My wife became ill carrying our 6th child, and so I left the circus in mid-season to come home to care for her.
But I still needed a job to keep us going. We had just bought a house on Como Avenue, across from Van Cleve Park. There was a big cottonwood in the back yard and squirrels rioted in the attic. That house had real character and I didn't want to lose it.
Happily, just a few blocks away on Hennepin, the Fingerhut Catalogue company had established a telemarketing office. They were desperately trying to find enough warm bodies to fill 120 seats.
So I became a telemarketer. Don't expect me to apologize or start agonizing about the job. It paid well when I went above my weekly sales goals, and I got health insurance -- which was a godsend because that was the year all the kids came down with ear infections and bronchitis.
I enjoyed walking to work each day, past old brick homes with their mansard roofs and weedy gardens full of flaming pumpkins and ruined birdbaths. A lot of those homes were still in the hands of retired blue collar workers from the Pillsbury Mills on the river and machinists from the Ford plant over in St Paul.
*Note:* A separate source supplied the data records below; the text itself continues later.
// crates/ladder-rs/src/timers.rs

use crate::log::{my_debug, my_warn};
use crate::program::{NodeKind, Program};
use crate::scan::instr;
use crate::types::MAX_TIMERS;
use alloc::string::String;
use alloc::vec::Vec;

/// The three timer behaviors of the instruction set.
#[derive(Debug, Clone, Copy, PartialEq, Eq)]
pub enum TimerMode {
    /// TON: output rises `preset` ms after the input rises.
    OnDelay = 1,
    /// TOFF: output falls `preset` ms after the input falls.
    OffDelay = 2,
    /// TP: fixed-width pulse started by a rising input edge.
    Pulse = 3,
}

/// One live timer instance.
///
/// `start_time` is the millisecond timestamp at which the current timing
/// interval began; zero means not timing. `remaining` is maintained for
/// observers of off-delay and pulse timers.
#[derive(Debug, Clone)]
pub struct Timer {
    pub name: String,
    pub mode: TimerMode,
    pub preset_ms: u64,
    pub start_time: u64,
    pub enabled: bool,
    pub q: bool,
    pub remaining: u64,
}

impl Timer {
    fn new(name: String, mode: TimerMode, preset_ms: u64) -> Self {
        Self {
            name,
            mode,
            preset_ms,
            start_time: 0,
            enabled: false,
            q: false,
            remaining: 0,
        }
    }
}

/// The bank of live timer instances, keyed case-insensitively by name.
///
/// Instances appear lazily when a timer instruction first executes, and are
/// pre-created disabled when a program deploy names them.
#[derive(Debug, Default)]
pub struct TimerBank {
    timers: Vec<Timer>,
}

impl TimerBank {
    pub fn new() -> Self {
        Self::default()
    }

    pub fn len(&self) -> usize {
        self.timers.len()
    }

    pub fn is_empty(&self) -> bool {
        self.timers.is_empty()
    }

    pub fn iter(&self) -> impl Iterator<Item = &Timer> {
        self.timers.iter()
    }

    pub fn get(&self, name: &str) -> Option<&Timer> {
        self.timers.iter().find(|t| t.name.eq_ignore_ascii_case(name))
    }

    pub fn get_mut(&mut self, name: &str) -> Option<&mut Timer> {
        self.timers
            .iter_mut()
            .find(|t| t.name.eq_ignore_ascii_case(name))
    }

    /// Finds a timer, creating it when the bank has room. The mode and
    /// preset stick at creation; a later lookup under a different mode does
    /// not re-mode the instance. Returns `None` when the bank is full.
    pub fn get_or_create(
        &mut self,
        name: &str,
        mode: TimerMode,
        preset_ms: u64,
    ) -> Option<&mut Timer> {
        if let Some(pos) = self
            .timers
            .iter()
            .position(|t| t.name.eq_ignore_ascii_case(name))
        {
            return self.timers.get_mut(pos);
        }
        if self.timers.len() >= MAX_TIMERS {
            my_warn!("[TMR] bank full ({} instances), {} not created", MAX_TIMERS, name);
            return None;
        }
        my_debug!("[TMR] created {} (mode {:?}, preset {} ms)", name, mode, preset_ms);
        self.timers
            .push(Timer::new(name.to_ascii_uppercase(), mode, preset_ms));
        self.timers.last_mut()
    }

    /// Aligns the bank with a freshly deployed program: presets of existing
    /// instances are updated in place (running state preserved), instances
    /// for new names are created disabled.
    pub fn sync(&mut self, program: &Program) {
        for node in program.nodes() {
            if node.kind != NodeKind::Instruction {
                continue;
            }
            let Some(mode) = instr::timer_mode(&node.instruction) else {
                continue;
            };
            let Some((name, preset_ms)) = instr::name_and_preset(&node.args) else {
                continue;
            };
            match self.get_mut(name) {
                Some(timer) => timer.preset_ms = preset_ms,
                None => {
                    self.get_or_create(name, mode, preset_ms);
                }
            }
        }
    }

    /// The STOP transition: stop timing, keep the instances and presets.
    pub fn stop_all(&mut self) {
        for timer in &mut self.timers {
            timer.enabled = false;
            timer.q = false;
            timer.start_time = 0;
            timer.remaining = 0;
        }
    }

    /// The RESET transition: drop every instance.
    pub fn clear(&mut self) {
        self.timers.clear();
    }

    /// A RESET coil addressed to `T<name>`: return the instance to its
    /// created state without removing it.
    pub fn reset_instance(&mut self, name: &str) {
        if let Some(timer) = self.get_mut(name) {
            timer.enabled = false;
            timer.q = false;
            timer.start_time = 0;
            timer.remaining = 0;
        }
    }
}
Their houses were worth a fortune but they hadn't the means to get them fixed up properly, so they sat in their gentle decay like something out of a Southern Gothic novel.
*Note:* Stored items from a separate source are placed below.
// crates/ladder-rs/src/memory/mod.rs

pub mod address;

pub use address::{Address, AddressError};

use crate::log::my_warn;
use crate::types::{DWORD, MAX_D_WORDS, MAX_I_BITS, MAX_M_BITS, MAX_Q_BITS};

/// The fixed memory bank of the controller.
///
/// Four regions: M (markers), I (inputs) and Q (outputs) as bit arrays, and
/// D as 32-bit words. Out-of-range reads yield `false`/`0`, out-of-range
/// writes are dropped; both log a warning but never fault the runtime.
///
/// No interior locking: the scan engine, the lifecycle controller and the
/// external command handlers all run on one cooperative thread.
pub struct MemoryBank {
    m: [bool; MAX_M_BITS],
    i: [bool; MAX_I_BITS],
    q: [bool; MAX_Q_BITS],
    d: [DWORD; MAX_D_WORDS],
}

impl Default for MemoryBank {
    fn default() -> Self {
        Self::new()
    }
}

impl MemoryBank {
    /// Creates a zeroed memory bank.
    pub fn new() -> Self {
        Self {
            m: [false; MAX_M_BITS],
            i: [false; MAX_I_BITS],
            q: [false; MAX_Q_BITS],
            d: [0; MAX_D_WORDS],
        }
    }

    /// Reads an address as a boolean, the "contact value" of plain logic.
    ///
    /// `D<i>` without a dot reads as `word != 0`. Timer and counter
    /// references are resolved by the scan engine against the banks; asked
    /// directly, the memory bank answers `false`.
    pub fn read_bit(&self, addr: &Address) -> bool {
        match addr {
            Address::M(i) => read_flag(&self.m, *i, 'M'),
            Address::I(i) => read_flag(&self.i, *i, 'I'),
            Address::Q(i) => read_flag(&self.q, *i, 'Q'),
            Address::D(i) => self.word(*i) != 0,
            Address::DBit(i, b) => self.word(*i) & (1 << *b) != 0,
            Address::Timer(_) | Address::Counter(_) => {
                my_warn!("[MEM] {} is not a memory region bit", addr);
                false
            }
        }
    }

    /// Writes a boolean to an address. Only memory regions accept writes.
    ///
    /// A boolean written to `D<i>` without a dot stores `1`/`0` into the
    /// whole word; the dotted form is a read-modify-write of one bit.
    pub fn write_bit(&mut self, addr: &Address, value: bool) {
        match addr {
            Address::M(i) => write_flag(&mut self.m, *i, value, 'M'),
            Address::I(i) => write_flag(&mut self.i, *i, value, 'I'),
            Address::Q(i) => write_flag(&mut self.q, *i, value, 'Q'),
            Address::D(i) => self.set_word(*i, value as DWORD),
            Address::DBit(i, b) => {
                let word = self.word(*i);
                let mask = 1 << *b;
                self.set_word(*i, if value { word | mask } else { word & !mask });
            }
            Address::Timer(_) | Address::Counter(_) => {
                my_warn!("[MEM] write to {} ignored: not a memory region", addr);
            }
        }
    }

    /// Reads an address as a 32-bit word. Bit references read as `0`/`1`.
    pub fn read_word(&self, addr: &Address) -> DWORD {
        match addr {
            Address::D(i) => self.word(*i),
            Address::DBit(i, b) => (self.word(*i) >> *b) & 1,
            Address::M(_) | Address::I(_) | Address::Q(_) => self.read_bit(addr) as DWORD,
            Address::Timer(_) | Address::Counter(_) => {
                my_warn!("[MEM] {} is not readable as a word", addr);
                0
            }
        }
    }

    /// Writes a 32-bit word. Writing to a bit reference stores `value != 0`.
    pub fn write_word(&mut self, addr: &Address, value: DWORD) {
        match addr {
            Address::D(i) => self.set_word(*i, value),
            Address::DBit(_, _) | Address::M(_) | Address::I(_) | Address::Q(_) => {
                self.write_bit(addr, value != 0)
            }
            Address::Timer(_) | Address::Counter(_) => {
                my_warn!("[MEM] write to {} ignored: not a memory region", addr);
            }
        }
    }

    /// Zeroes every region (the RESET transition and boot).
    pub fn clear_all(&mut self) {
        self.m = [false; MAX_M_BITS];
        self.i = [false; MAX_I_BITS];
        self.q = [false; MAX_Q_BITS];
        self.d = [0; MAX_D_WORDS];
    }

    /// Zeroes the M and Q regions (the STOP transition). Inputs and data
    /// words keep their values.
    pub fn clear_outputs(&mut self) {
        self.m = [false; MAX_M_BITS];
        self.q = [false; MAX_Q_BITS];
    }

    /// Set M bit indices, for the snapshot producer.
    pub fn set_m_bits(&self) -> impl Iterator<Item = usize> + '_ {
        set_bits(&self.m)
    }

    /// Set I bit indices, for the snapshot producer.
    pub fn set_i_bits(&self) -> impl Iterator<Item = usize> + '_ {
        set_bits(&self.i)
    }

    /// Set Q bit indices, for the snapshot producer.
    pub fn set_q_bits(&self) -> impl Iterator<Item = usize> + '_ {
        set_bits(&self.q)
    }

    /// Non-zero D words with their indices, for the snapshot producer.
    pub fn nonzero_d_words(&self) -> impl Iterator<Item = (usize, DWORD)> + '_ {
        self.d
            .iter()
            .enumerate()
            .filter(|(_, w)| **w != 0)
            .map(|(i, w)| (i, *w))
    }

    fn word(&self, index: usize) -> DWORD {
        match self.d.get(index) {
            Some(w) => *w,
            None => {
                my_warn!("[MEM] D{} is out of range, reading 0", index);
                0
            }
        }
    }

    fn set_word(&mut self, index: usize, value: DWORD) {
        match self.d.get_mut(index) {
            Some(w) => *w = value,
            None => my_warn!("[MEM] D{} is out of range, write dropped", index),
        }
    }
}

fn read_flag(region: &[bool], index: usize, tag: char) -> bool {
    match region.get(index) {
        Some(bit) => *bit,
        None => {
            my_warn!("[MEM] {}{} is out of range, reading false", tag, index);
            false
        }
    }
}

fn write_flag(region: &mut [bool], index: usize, value: bool, tag: char) {
    match region.get_mut(index) {
        Some(bit) => *bit = value,
        None => my_warn!("[MEM] {}{} is out of range, write dropped", tag, index),
    }
}

fn set_bits(region: &[bool]) -> impl Iterator<Item = usize> + '_ {
    region
        .iter()
        .enumerate()
        .filter(|(_, bit)| **bit)
        .map(|(i, _)| i)
}

#[cfg(test)]
mod tests {
    use super::*;
    use alloc::string::ToString;
    use alloc::vec::Vec;

    #[test]
    fn test_bit_round_trip() {
        let mut mem = MemoryBank::new();
        let addr = Address::parse("M17").unwrap();
        assert!(!mem.read_bit(&addr));
        mem.write_bit(&addr, true);
        assert!(mem.read_bit(&addr));
    }

    #[test]
    fn test_word_as_bit() {
        let mut mem = MemoryBank::new();
        let word = Address::parse("D5").unwrap();
        assert!(!mem.read_bit(&word));
        mem.write_word(&word, 7);
        assert!(mem.read_bit(&word));
        // A boolean write replaces the whole word with 1/0.
        mem.write_bit(&word, true);
        assert_eq!(mem.read_word(&word), 1);
        mem.write_bit(&word, false);
        assert_eq!(mem.read_word(&word), 0);
    }

    #[test]
    fn test_dotted_bit_is_read_modify_write() {
        let mut mem = MemoryBank::new();
        let word = Address::parse("D5").unwrap();
        let bit3 = Address::parse("D5.3").unwrap();
        mem.write_word(&word, 0b0001);
        mem.write_bit(&bit3, true);
        assert_eq!(mem.read_word(&word), 0b1001);
        assert!(mem.read_bit(&bit3));
        mem.write_bit(&bit3, false);
        assert_eq!(mem.read_word(&word), 0b0001);
    }

    #[test]
    fn test_out_of_range_is_silent() {
        let mut mem = MemoryBank::new();
        let addr = Address::parse("M9999").unwrap();
        mem.write_bit(&addr, true);
        assert!(!mem.read_bit(&addr));
        let word = Address::parse("D9999").unwrap();
        mem.write_word(&word, 42);
        assert_eq!(mem.read_word(&word), 0);
    }

    #[test]
    fn test_clear_outputs_keeps_inputs_and_words() {
        let mut mem = MemoryBank::new();
        mem.write_bit(&Address::parse("M1").unwrap(), true);
        mem.write_bit(&Address::parse("Q1").unwrap(), true);
        mem.write_bit(&Address::parse("I1").unwrap(), true);
        mem.write_word(&Address::parse("D1").unwrap(), 99);

        mem.clear_outputs();

        assert!(!mem.read_bit(&Address::parse("M1").unwrap()));
        assert!(!mem.read_bit(&Address::parse("Q1").unwrap()));
        assert!(mem.read_bit(&Address::parse("I1").unwrap()));
        assert_eq!(mem.read_word(&Address::parse("D1").unwrap()), 99);
    }

    #[test]
    fn test_snapshot_iterators_report_nonzero_only() {
        let mut mem = MemoryBank::new();
        mem.write_bit(&Address::parse("M0").unwrap(), true);
        mem.write_bit(&Address::parse("M7").unwrap(), true);
        mem.write_word(&Address::parse("D2").unwrap(), 5);

        assert_eq!(mem.set_m_bits().collect::<Vec<_>>(), [0, 7]);
        assert_eq!(mem.nonzero_d_words().collect::<Vec<_>>(), [(2, 5)]);
        assert!(mem.set_q_bits().next().is_none());
        // Sanity: the iterators agree with read_bit.
        assert!(mem.read_bit(&Address::parse("M7").unwrap()));
        assert_eq!(Address::parse("M7").unwrap().to_string(), "M7");
    }
}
And I prospered at work, becoming an assistant supervisor after only six weeks on the job.
My boss was Jeff -- a man with no neck and the disposition of an alligator.
My job now was to track the sales of each telemarketer. If they fell below certain well-defined weekly sales goals they were given one warning. Only one. If it happened again it was my job to let them go. That particular part of the job added immeasurably to my vocabulary, after hearing so many colorful descriptions of myself and of Fingerhut from those I gave the old heave-ho to.
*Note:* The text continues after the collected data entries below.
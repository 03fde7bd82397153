// crates/ladder-rs/src/scan/mod.rs
//! The cyclic evaluator.
//!
//! One scan walks the program's networks in id order. Within a network,
//! NETWORK sources drive their successors first, then signals propagate
//! iteratively to a fixpoint, then coils and instructions commit their
//! effects to the memory, timer and counter banks. A network's commits are
//! finished before the next network starts, so a later network observes the
//! writes of an earlier one within the same scan.

pub(crate) mod instr;

use crate::counters::CounterBank;
use crate::log::{my_trace, my_warn};
use crate::memory::{Address, MemoryBank};
use crate::program::{Node, NodeKind, Program};
use crate::timers::TimerBank;
use crate::types::{MAX_NODES, MAX_PROPAGATION_PASSES};

/// Per-node scan scratch plus the cycle driver.
///
/// All arrays are indexed by node id. `inputs`/`outputs` are rebuilt every
/// cycle; the `prev_*` arrays persist across cycles and feed the edge
/// detectors and the edge-triggered instructions.
pub struct ScanEngine {
    inputs: [bool; MAX_NODES],
    outputs: [bool; MAX_NODES],
    prev_inputs: [bool; MAX_NODES],
    prev_outputs: [bool; MAX_NODES],
    prev_contact: [bool; MAX_NODES],
}

impl Default for ScanEngine {
    fn default() -> Self {
        Self::new()
    }
}
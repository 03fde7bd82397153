// crates/ladder-rs/src/runtime/snapshot.rs

use super::PlcState;
use crate::counters::CounterBank;
use crate::memory::MemoryBank;
use crate::timers::{TimerBank, TimerMode};
use crate::types::DWORD;
use alloc::string::String;
use alloc::vec::Vec;

/// Observer view of one timer instance.
///
/// `current` is what a front panel wants to display: elapsed time (capped at
/// the preset) for an on-delay timer, time left for the off-delay and pulse
/// modes.
#[derive(Debug, Clone, PartialEq, Eq)]
pub struct TimerStatus {
    pub name: String,
    pub q: bool,
    pub current: u64,
    pub preset: u64,
    pub enabled: bool,
}

/// Observer view of one counter instance.
#[derive(Debug, Clone, PartialEq, Eq)]
pub struct CounterStatus {
    pub name: String,
    pub q: bool,
    pub current: i32,
    pub preset: i32,
}

/// A point-in-time summary for external observers: lifecycle status, the
/// set bits and non-zero words of every memory region, and every live
/// timer/counter instance. Zero entries are omitted to keep the published
/// form small.
#[derive(Debug, Clone, PartialEq)]
pub struct Snapshot {
    pub status: PlcState,
    pub error: Option<String>,
    pub m: Vec<usize>,
    pub i: Vec<usize>,
    pub q: Vec<usize>,
    pub d: Vec<(usize, DWORD)>,
    pub timers: Vec<TimerStatus>,
    pub counters: Vec<CounterStatus>,
}

impl Snapshot {
    pub(crate) fn capture(
        status: PlcState,
        error: Option<String>,
        memory: &MemoryBank,
        timers: &TimerBank,
        counters: &CounterBank,
        now_ms: u64,
    ) -> Snapshot {
        Snapshot {
            status,
            error,
            m: memory.set_m_bits().collect(),
            i: memory.set_i_bits().collect(),
            q: memory.set_q_bits().collect(),
            d: memory.nonzero_d_words().collect(),
            timers: timers
                .iter()
                .map(|t| TimerStatus {
                    name: t.name.clone(),
                    q: t.q,
                    current: match t.mode {
                        TimerMode::OnDelay => {
                            if t.enabled {
                                now_ms.saturating_sub(t.start_time).min(t.preset_ms)
                            } else {
                                0
                            }
                        }
                        TimerMode::OffDelay | TimerMode::Pulse => t.remaining,
                    },
                    preset: t.preset_ms,
                    enabled: t.enabled,
                })
                .collect(),
            counters: counters
                .iter()
                .map(|c| CounterStatus {
                    name: c.name.clone(),
                    q: c.q,
                    current: c.current,
                    preset: c.preset,
                })
                .collect(),
        }
    }
}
That was the year that Fingerhut teamed up with The Swiss Colony to start selling their salami and cheese gift packages over the phone for the Holidays.
If you live in the Upper Midwest you have gotten at least one gift package from The Swiss Colony. They are as ubiquitous as casseroles. Those little pots of mustard; the petit fours; the useless tin cheese knife and plywood cheese board -- it is the stuff that Christmas is made of for the mundane masses from Sioux Falls to Sioux Ste Marie.
And Fingerhut had two million Swiss Colony boxes to sell by phone between October 31 and December 19.
And those gift boxes did sell, like . . . well, like greasy salami and waxy cheddar always sell in a heavily undiscerning Scandinavian and German part of the country. Fantastic.
Our top telemarketer was Shirley. She had been with the company for ages. Her sales statistics were fabulous. Because she cut the sales pitch right to the bone. It never varied:
"Hello this is Shirley I'm from Fingerhut how are you today? We're offering Swiss Colony gift boxes with cheese meat and jelly for only 19-95-plus shipping and handling. How many would you like?"
Ninety percent of the people she contacted said no. But boy oh boy, that ten percent that said yes made her bonus money up the wazoo.
And she needed the funds. She was a single mother who supported not only her own children but her elderly mother and a host of useless brothers that, she told me once, had put Hamm's Brewery on the map.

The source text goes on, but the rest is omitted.